» **PROBLEM REQUIREMENTS**
Tell me how many lines of the entries below include the string "PartialEq", and give only the number.

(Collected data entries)
use serde::{Deserialize, Serialize};
use std::fmt;

/// Cross-language category a raw node type normalizes to.
#[derive(Debug, Clone, Copy, PartialEq, Eq, Hash, PartialOrd, Ord, Serialize, Deserialize)]
#[serde(rename_all = "lowercase")]
pub enum NormalizedKind {
    Class,
    Interface,
    Constructor,
    Method,
    Function,
    Property,
    Body,
    Block,
    Unknown,
}

impl NormalizedKind {
    pub fn as_str(&self) -> &'static str {
        match self {
            NormalizedKind::Class => "class",
            NormalizedKind::Interface => "interface",
            NormalizedKind::Constructor => "constructor",
            NormalizedKind::Method => "method",
            NormalizedKind::Function => "function",
            NormalizedKind::Property => "property",
            NormalizedKind::Body => "body",
            NormalizedKind::Block => "block",
            NormalizedKind::Unknown => "unknown",
        }
    }
}

impl fmt::Display for NormalizedKind {
    fn fmt(&self, f: &mut fmt::Formatter<'_>) -> fmt::Result {
        f.write_str(self.as_str())
    }
}

/// How to find "the body" of a construct.
///
/// Rules for one node type are tried in declaration order; the first rule
/// that resolves to a node wins.
///
/// In TOML pack files a rule is written as an inline table:
///
/// ```text
/// body_map.class_declaration = [{ rule = "field", name = "body" }]
/// body_map.call_expression = [{ rule = "call-callback-body" }]
/// ```
#[derive(Debug, Clone, PartialEq, Eq, Serialize, Deserialize)]
#[serde(tag = "rule", rename_all = "kebab-case")]
pub enum BodyRule {
    /// The node is already a body.
    #[serde(rename = "self")]
    SelfNode,
    /// First named child with the given raw type.
    Child { node_type: String },
    /// Child reached through a grammar field.
    Field { name: String },
    /// First nested descendant that normalizes to [`NormalizedKind::Body`].
    FunctionBody,
    /// Body of the last callback argument of a call expression.
    CallCallbackBody,
}

impl BodyRule {
    pub fn child(node_type: impl Into<String>) -> Self {
        BodyRule::Child {
            node_type: node_type.into(),
        }
    }

    pub fn field(name: impl Into<String>) -> Self {
        BodyRule::Field { name: name.into() }
    }
}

» **EXERCISE SOLUTION**
2